- Excerpted records -

'''

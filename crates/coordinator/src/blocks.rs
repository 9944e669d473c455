//! Buffer of validated block batches awaiting the block importer.

use fastsync_core::{BlockBatch, H256};
use lru::LruCache;
use parking_lot::Mutex;
use std::collections::HashMap;
use std::num::NonZeroUsize;

struct Buffers {
    /// Batch key (first hash) to batch
    received_blocks: HashMap<H256, BlockBatch>,
    /// Every buffered hash to the key of its batch
    received_hashes: LruCache<H256, H256>,
    /// Hashes already committed to the canonical chain
    imported_hashes: LruCache<H256, ()>,
}

/// Validated batches plus the hash indexes used to filter new deliveries.
///
/// The three maps share one lock.
pub struct BlockBuffer {
    inner: Mutex<Buffers>,
}

fn capacity(value: usize) -> NonZeroUsize {
    NonZeroUsize::new(value).unwrap_or(NonZeroUsize::MIN)
}

impl BlockBuffer {
    /// Creates an empty buffer with the given LRU capacities.
    pub fn new(imported_capacity: usize, received_capacity: usize) -> Self {
        Self {
            inner: Mutex::new(Buffers {
                received_blocks: HashMap::new(),
                received_hashes: LruCache::new(capacity(received_capacity)),
                imported_hashes: LruCache::new(capacity(imported_capacity)),
            }),
        }
    }

    /// Records a block hash as committed to the chain.
    pub fn add_imported(&self, hash: H256) {
        self.inner.lock().imported_hashes.put(hash, ());
    }

    /// True if `hash` was recorded as imported and not evicted since.
    pub fn is_imported(&self, hash: &H256) -> bool {
        self.inner.lock().imported_hashes.contains(hash)
    }

    /// True if `hash` is imported or sits in a buffered batch.
    pub fn is_known(&self, hash: &H256) -> bool {
        let inner = self.inner.lock();
        inner.imported_hashes.contains(hash) || inner.received_hashes.contains(hash)
    }

    /// Drops received hashes that have since been imported.
    ///
    /// Returns the number of entries removed.
    pub fn compact(&self) -> usize {
        let mut inner = self.inner.lock();
        let Buffers {
            received_hashes,
            imported_hashes,
            ..
        } = &mut *inner;
        let stale: Vec<H256> = received_hashes
            .iter()
            .filter(|(hash, _)| imported_hashes.contains(*hash))
            .map(|(hash, _)| *hash)
            .collect();
        for hash in &stale {
            received_hashes.pop(hash);
        }
        stale.len()
    }

    /// Buffers a validated batch under the hash of its first block.
    ///
    /// A batch already stored under the same key is replaced. Returns the key,
    /// or `None` for an empty batch.
    pub fn offer_batch(&self, batch: BlockBatch) -> Option<H256> {
        let key = batch.key()?;
        let mut inner = self.inner.lock();
        for block in &batch.blocks {
            inner.received_hashes.put(block.hash, key);
        }
        inner.received_blocks.insert(key, batch);
        Some(key)
    }

    /// Removes and returns the batch holding `required_hash`.
    ///
    /// A batch keyed by `required_hash` is returned as stored. A batch found
    /// through the hash index loses its already-imported blocks first and is
    /// dropped if none remain.
    pub fn take(&self, required_hash: &H256) -> Option<BlockBatch> {
        let mut inner = self.inner.lock();
        if let Some(batch) = inner.received_blocks.remove(required_hash) {
            return Some(batch);
        }

        let key = *inner.received_hashes.peek(required_hash)?;
        let mut batch = inner.received_blocks.remove(&key)?;
        batch
            .blocks
            .retain(|block| !inner.imported_hashes.contains(&block.hash));
        (!batch.is_empty()).then_some(batch)
    }

    /// Key of the batch indexing `hash`, if any.
    pub fn batch_key_of(&self, hash: &H256) -> Option<H256> {
        self.inner.lock().received_hashes.peek(hash).copied()
    }

    /// Number of buffered batches.
    pub fn batch_count(&self) -> usize {
        self.inner.lock().received_blocks.len()
    }

    /// Number of indexed received hashes.
    pub fn received_hash_count(&self) -> usize {
        self.inner.lock().received_hashes.len()
    }

    /// Number of remembered imported hashes.
    pub fn imported_hash_count(&self) -> usize {
        self.inner.lock().imported_hashes.len()
    }
}

impl std::fmt::Debug for BlockBuffer {
    fn fmt(&self, f: &mut std::fmt::Formatter<'_>) -> std::fmt::Result {
        let inner = self.inner.lock();
        f.debug_struct("BlockBuffer")
            .field("batches", &inner.received_blocks.len())
            .field("received_hashes", &inner.received_hashes.len())
            .field("imported_hashes", &inner.imported_hashes.len())
            .finish()
    }
}
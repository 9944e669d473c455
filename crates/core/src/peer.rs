//! Peer identity as seen by the transport.

use serde::{Deserialize, Serialize};
use std::fmt;

/// Numeric peer identifier assigned by the transport.
#[derive(Debug, Clone, Copy, PartialEq, Eq, PartialOrd, Ord, Hash, Serialize, Deserialize)]
pub struct PeerId(pub u32);

impl fmt::Display for PeerId {
    fn fmt(&self, f: &mut fmt::Formatter<'_>) -> fmt::Result {
        write!(f, "{}", self.0)
    }
}

/// A connected peer.
#[derive(Debug, Clone, PartialEq, Eq, Serialize, Deserialize)]
pub struct PeerInfo {
    /// Identifier used for sends
    pub id: PeerId,
    /// Short display form used in logs
    pub display: String,
    /// Best block number the peer has announced
    pub best_block_number: u64,
}

impl PeerInfo {
    /// Creates a new peer record.
    pub fn new(id: PeerId, display: impl Into<String>, best_block_number: u64) -> Self {
        Self {
            id,
            display: display.into(),
            best_block_number,
        }
    }
}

'''

- What you need to do -
Could you return all of the entries exactly as they stand?

- Task solution -
filename crates/coordinator/src/blocks.rs
repository 9944e669d473c455
//! Buffer of validated block batches awaiting the block importer.

use fastsync_core::{BlockBatch, H256};
use lru::LruCache;
use parking_lot::Mutex;
use std::collections::HashMap;
use std::num::NonZeroUsize;

struct Buffers {
    /// Batch key (first hash) to batch
    received_blocks: HashMap<H256, BlockBatch>,
    /// Every buffered hash to the key of its batch
    received_hashes: LruCache<H256, H256>,
    /// Hashes already committed to the canonical chain
    imported_hashes: LruCache<H256, ()>,
}

/// Validated batches plus the hash indexes used to filter new deliveries.
///
/// The three maps share one lock.
pub struct BlockBuffer {
    inner: Mutex<Buffers>,
}

fn capacity(value: usize) -> NonZeroUsize {
    NonZeroUsize::new(value).unwrap_or(NonZeroUsize::MIN)
}

impl BlockBuffer {
    /// Creates an empty buffer with the given LRU capacities.
    pub fn new(imported_capacity: usize, received_capacity: usize) -> Self {
        Self {
            inner: Mutex::new(Buffers {
                received_blocks: HashMap::new(),
                received_hashes: LruCache::new(capacity(received_capacity)),
                imported_hashes: LruCache::new(capacity(imported_capacity)),
            }),
        }
    }

    /// Records a block hash as committed to the chain.
    pub fn add_imported(&self, hash: H256) {
        self.inner.lock().imported_hashes.put(hash, ());
    }

    /// True if `hash` was recorded as imported and not evicted since.
    pub fn is_imported(&self, hash: &H256) -> bool {
        self.inner.lock().imported_hashes.contains(hash)
    }

    /// True if `hash` is imported or sits in a buffered batch.
    pub fn is_known(&self, hash: &H256) -> bool {
        let inner = self.inner.lock();
        inner.imported_hashes.contains(hash) || inner.received_hashes.contains(hash)
    }

    /// Drops received hashes that have since been imported.
    ///
    /// Returns the number of entries removed.
    pub fn compact(&self) -> usize {
        let mut inner = self.inner.lock();
        let Buffers {
            received_hashes,
            imported_hashes,
            ..
        } = &mut *inner;
        let stale: Vec<H256> = received_hashes
            .iter()
            .filter(|(hash, _)| imported_hashes.contains(*hash))
            .map(|(hash, _)| *hash)
            .collect();
        for hash in &stale {
            received_hashes.pop(hash);
        }
        stale.len()
    }

    /// Buffers a validated batch under the hash of its first block.
    ///
    /// A batch already stored under the same key is replaced. Returns the key,
    /// or `None` for an empty batch.
    pub fn offer_batch(&self, batch: BlockBatch) -> Option<H256> {
        let key = batch.key()?;
        let mut inner = self.inner.lock();
        for block in &batch.blocks {
            inner.received_hashes.put(block.hash, key);
        }
        inner.received_blocks.insert(key, batch);
        Some(key)
    }

    /// Removes and returns the batch holding `required_hash`.
    ///
    /// A batch keyed by `required_hash` is returned as stored. A batch found
    /// through the hash index loses its already-imported blocks first and is
    /// dropped if none remain.
    pub fn take(&self, required_hash: &H256) -> Option<BlockBatch> {
        let mut inner = self.inner.lock();
        if let Some(batch) = inner.received_blocks.remove(required_hash) {
            return Some(batch);
        }

        let key = *inner.received_hashes.peek(required_hash)?;
        let mut batch = inner.received_blocks.remove(&key)?;
        batch
            .blocks
            .retain(|block| !inner.imported_hashes.contains(&block.hash));
        (!batch.is_empty()).then_some(batch)
    }

    /// Key of the batch indexing `hash`, if any.
    pub fn batch_key_of(&self, hash: &H256) -> Option<H256> {
        self.inner.lock().received_hashes.peek(hash).copied()
    }

    /// Number of buffered batches.
    pub fn batch_count(&self) -> usize {
        self.inner.lock().received_blocks.len()
    }

    /// Number of indexed received hashes.
    pub fn received_hash_count(&self) -> usize {
        self.inner.lock().received_hashes.len()
    }

    /// Number of remembered imported hashes.
    pub fn imported_hash_count(&self) -> usize {
        self.inner.lock().imported_hashes.len()
    }
}

impl std::fmt::Debug for BlockBuffer {
    fn fmt(&self, f: &mut std::fmt::Formatter<'_>) -> std::fmt::Result {
        let inner = self.inner.lock();
        f.debug_struct("BlockBuffer")
            .field("batches", &inner.received_blocks.len())
            .field("received_hashes", &inner.received_hashes.len())
            .field("imported_hashes", &inner.imported_hashes.len())
            .finish()
    }
}
repository 9944e669d473c455
filename crates/core/src/peer.rs
//! Peer identity as seen by the transport.

use serde::{Deserialize, Serialize};
use std::fmt;

/// Numeric peer identifier assigned by the transport.
#[derive(Debug, Clone, Copy, PartialEq, Eq, PartialOrd, Ord, Hash, Serialize, Deserialize)]
pub struct PeerId(pub u32);

impl fmt::Display for PeerId {
    fn fmt(&self, f: &mut fmt::Formatter<'_>) -> fmt::Result {
        write!(f, "{}", self.0)
    }
}

/// A connected peer.
#[derive(Debug, Clone, PartialEq, Eq, Serialize, Deserialize)]
pub struct PeerInfo {
    /// Identifier used for sends
    pub id: PeerId,
    /// Short display form used in logs
    pub display: String,
    /// Best block number the peer has announced
    pub best_block_number: u64,
}

impl PeerInfo {
    /// Creates a new peer record.
    pub fn new(id: PeerId, display: impl Into<String>, best_block_number: u64) -> Self {
        Self {
            id,
            display: display.into(),
            best_block_number,
        }
    }
}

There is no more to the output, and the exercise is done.